● **Task to carry out**:
Pick each line containing the word "when" out of the data below.

Collected data entries:

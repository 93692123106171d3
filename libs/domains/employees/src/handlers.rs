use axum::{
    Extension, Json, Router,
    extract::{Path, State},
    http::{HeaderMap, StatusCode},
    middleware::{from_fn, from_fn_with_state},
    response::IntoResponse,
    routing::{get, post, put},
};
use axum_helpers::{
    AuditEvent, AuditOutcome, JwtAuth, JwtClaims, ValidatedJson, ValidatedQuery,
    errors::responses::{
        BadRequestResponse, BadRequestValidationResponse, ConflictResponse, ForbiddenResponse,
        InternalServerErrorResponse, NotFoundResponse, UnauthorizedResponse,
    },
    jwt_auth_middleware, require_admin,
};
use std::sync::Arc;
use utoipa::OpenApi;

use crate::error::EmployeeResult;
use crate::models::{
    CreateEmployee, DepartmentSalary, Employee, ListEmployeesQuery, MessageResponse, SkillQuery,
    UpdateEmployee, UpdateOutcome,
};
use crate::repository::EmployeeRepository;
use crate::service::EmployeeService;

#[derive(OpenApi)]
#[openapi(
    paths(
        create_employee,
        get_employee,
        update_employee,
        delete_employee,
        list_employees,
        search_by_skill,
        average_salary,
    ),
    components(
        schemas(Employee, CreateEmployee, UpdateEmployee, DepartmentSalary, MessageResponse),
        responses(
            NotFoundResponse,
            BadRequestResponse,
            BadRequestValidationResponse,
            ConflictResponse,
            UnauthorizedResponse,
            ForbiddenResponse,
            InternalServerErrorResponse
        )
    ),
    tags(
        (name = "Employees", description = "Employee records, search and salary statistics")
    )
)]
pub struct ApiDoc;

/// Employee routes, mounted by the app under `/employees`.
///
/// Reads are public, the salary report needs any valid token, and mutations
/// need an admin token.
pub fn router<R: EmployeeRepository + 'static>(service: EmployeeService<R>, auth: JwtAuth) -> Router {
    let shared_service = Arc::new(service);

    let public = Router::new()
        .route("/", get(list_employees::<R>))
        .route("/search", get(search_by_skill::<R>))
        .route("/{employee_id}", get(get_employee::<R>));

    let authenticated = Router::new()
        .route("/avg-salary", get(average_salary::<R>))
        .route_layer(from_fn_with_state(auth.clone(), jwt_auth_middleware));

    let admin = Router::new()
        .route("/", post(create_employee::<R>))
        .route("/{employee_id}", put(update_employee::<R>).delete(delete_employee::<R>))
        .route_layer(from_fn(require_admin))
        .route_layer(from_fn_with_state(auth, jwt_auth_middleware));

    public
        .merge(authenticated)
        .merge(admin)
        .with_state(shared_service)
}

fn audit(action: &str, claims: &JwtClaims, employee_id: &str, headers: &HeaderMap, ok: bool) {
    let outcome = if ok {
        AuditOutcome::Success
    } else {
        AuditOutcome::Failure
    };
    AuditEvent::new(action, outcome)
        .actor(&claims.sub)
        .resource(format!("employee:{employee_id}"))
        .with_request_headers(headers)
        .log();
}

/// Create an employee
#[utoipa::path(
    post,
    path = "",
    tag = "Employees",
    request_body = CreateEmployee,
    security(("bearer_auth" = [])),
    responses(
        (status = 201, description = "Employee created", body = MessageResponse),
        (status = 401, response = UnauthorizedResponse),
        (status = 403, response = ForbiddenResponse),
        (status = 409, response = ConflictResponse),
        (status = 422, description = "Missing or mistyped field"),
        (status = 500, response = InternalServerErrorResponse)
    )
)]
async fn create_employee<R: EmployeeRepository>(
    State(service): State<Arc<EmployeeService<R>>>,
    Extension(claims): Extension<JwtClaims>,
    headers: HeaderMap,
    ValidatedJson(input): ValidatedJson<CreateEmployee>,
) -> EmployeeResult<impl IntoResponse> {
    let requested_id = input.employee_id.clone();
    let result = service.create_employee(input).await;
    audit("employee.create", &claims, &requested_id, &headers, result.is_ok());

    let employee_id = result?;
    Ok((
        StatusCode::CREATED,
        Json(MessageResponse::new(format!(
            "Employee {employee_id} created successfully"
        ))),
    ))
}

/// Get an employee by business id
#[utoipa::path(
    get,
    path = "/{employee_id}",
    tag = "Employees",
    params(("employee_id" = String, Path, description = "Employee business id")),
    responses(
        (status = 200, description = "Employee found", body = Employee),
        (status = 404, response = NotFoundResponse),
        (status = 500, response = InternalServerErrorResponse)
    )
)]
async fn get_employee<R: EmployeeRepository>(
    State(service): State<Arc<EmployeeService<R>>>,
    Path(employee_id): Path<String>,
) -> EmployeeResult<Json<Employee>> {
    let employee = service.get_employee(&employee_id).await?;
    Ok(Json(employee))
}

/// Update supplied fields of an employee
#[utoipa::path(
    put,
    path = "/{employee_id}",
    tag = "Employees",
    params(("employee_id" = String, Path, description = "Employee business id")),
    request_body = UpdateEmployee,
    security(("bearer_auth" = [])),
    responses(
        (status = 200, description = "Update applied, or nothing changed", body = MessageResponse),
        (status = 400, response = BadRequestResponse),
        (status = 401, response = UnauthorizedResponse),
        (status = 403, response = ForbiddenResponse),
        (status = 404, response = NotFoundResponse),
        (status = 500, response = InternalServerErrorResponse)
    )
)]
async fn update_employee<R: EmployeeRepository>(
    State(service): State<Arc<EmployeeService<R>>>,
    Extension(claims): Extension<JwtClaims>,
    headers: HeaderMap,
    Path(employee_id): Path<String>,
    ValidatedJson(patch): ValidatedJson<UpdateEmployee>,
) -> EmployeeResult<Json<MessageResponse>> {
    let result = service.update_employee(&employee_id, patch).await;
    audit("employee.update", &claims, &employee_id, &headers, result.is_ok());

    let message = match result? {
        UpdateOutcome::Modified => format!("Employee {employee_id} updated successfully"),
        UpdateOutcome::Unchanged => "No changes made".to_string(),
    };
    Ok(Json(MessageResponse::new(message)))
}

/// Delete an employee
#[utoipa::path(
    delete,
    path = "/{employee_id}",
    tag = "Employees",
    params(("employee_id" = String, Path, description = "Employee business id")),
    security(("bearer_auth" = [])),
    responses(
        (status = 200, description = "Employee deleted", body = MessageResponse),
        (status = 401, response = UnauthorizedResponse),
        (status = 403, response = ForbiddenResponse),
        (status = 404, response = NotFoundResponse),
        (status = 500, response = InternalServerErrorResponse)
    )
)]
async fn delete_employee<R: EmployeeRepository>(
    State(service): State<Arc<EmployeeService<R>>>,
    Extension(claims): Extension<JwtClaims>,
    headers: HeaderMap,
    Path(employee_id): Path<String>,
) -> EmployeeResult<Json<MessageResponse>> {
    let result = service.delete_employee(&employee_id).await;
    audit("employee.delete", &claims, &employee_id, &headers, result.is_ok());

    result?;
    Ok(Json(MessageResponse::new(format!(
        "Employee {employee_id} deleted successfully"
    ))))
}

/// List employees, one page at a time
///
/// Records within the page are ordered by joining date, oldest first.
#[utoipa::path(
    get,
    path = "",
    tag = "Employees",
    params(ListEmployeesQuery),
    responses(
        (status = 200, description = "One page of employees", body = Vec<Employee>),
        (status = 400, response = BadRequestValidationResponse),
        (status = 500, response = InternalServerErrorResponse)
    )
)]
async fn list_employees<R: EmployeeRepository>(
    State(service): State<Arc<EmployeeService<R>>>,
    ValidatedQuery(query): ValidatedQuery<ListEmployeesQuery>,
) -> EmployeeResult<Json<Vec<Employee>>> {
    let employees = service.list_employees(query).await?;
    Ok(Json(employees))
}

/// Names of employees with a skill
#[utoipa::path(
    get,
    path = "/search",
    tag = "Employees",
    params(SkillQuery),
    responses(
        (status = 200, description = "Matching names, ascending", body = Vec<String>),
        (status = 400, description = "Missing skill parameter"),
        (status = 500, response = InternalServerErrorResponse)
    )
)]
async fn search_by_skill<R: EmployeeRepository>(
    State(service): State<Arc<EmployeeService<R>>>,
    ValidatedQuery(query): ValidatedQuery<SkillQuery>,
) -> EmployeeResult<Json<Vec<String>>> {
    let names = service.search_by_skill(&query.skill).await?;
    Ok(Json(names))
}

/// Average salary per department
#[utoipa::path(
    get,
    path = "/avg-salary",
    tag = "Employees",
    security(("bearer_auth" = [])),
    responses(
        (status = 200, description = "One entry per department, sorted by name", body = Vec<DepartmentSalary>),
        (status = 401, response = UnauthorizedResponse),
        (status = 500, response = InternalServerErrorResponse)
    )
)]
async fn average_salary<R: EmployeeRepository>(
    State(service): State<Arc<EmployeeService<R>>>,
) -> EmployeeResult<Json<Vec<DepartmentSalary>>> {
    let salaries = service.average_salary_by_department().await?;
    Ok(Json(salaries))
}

* * *

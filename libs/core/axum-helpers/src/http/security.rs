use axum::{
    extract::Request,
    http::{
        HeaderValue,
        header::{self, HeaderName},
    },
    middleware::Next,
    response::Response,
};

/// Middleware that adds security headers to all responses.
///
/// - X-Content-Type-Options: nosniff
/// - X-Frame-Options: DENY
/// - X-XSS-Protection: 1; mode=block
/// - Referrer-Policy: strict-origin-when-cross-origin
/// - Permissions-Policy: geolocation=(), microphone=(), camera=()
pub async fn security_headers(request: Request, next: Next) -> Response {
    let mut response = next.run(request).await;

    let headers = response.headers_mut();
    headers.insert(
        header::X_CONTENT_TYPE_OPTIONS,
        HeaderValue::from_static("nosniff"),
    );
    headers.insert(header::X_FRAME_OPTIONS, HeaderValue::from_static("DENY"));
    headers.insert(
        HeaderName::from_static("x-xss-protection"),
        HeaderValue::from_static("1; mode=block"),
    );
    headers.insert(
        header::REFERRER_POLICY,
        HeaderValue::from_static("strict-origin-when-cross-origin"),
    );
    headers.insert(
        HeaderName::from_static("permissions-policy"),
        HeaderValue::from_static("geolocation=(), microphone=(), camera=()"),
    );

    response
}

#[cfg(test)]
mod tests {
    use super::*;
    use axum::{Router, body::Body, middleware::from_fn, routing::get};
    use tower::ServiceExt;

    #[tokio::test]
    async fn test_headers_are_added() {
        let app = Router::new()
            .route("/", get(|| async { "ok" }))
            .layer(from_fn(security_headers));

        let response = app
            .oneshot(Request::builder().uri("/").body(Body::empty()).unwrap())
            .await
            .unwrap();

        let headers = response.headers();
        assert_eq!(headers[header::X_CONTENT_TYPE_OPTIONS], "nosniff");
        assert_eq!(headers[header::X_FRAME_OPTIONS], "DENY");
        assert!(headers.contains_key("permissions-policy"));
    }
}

● **Your solution**:
/// - Referrer-Policy: strict-origin-when-cross-origin
        HeaderValue::from_static("strict-origin-when-cross-origin"),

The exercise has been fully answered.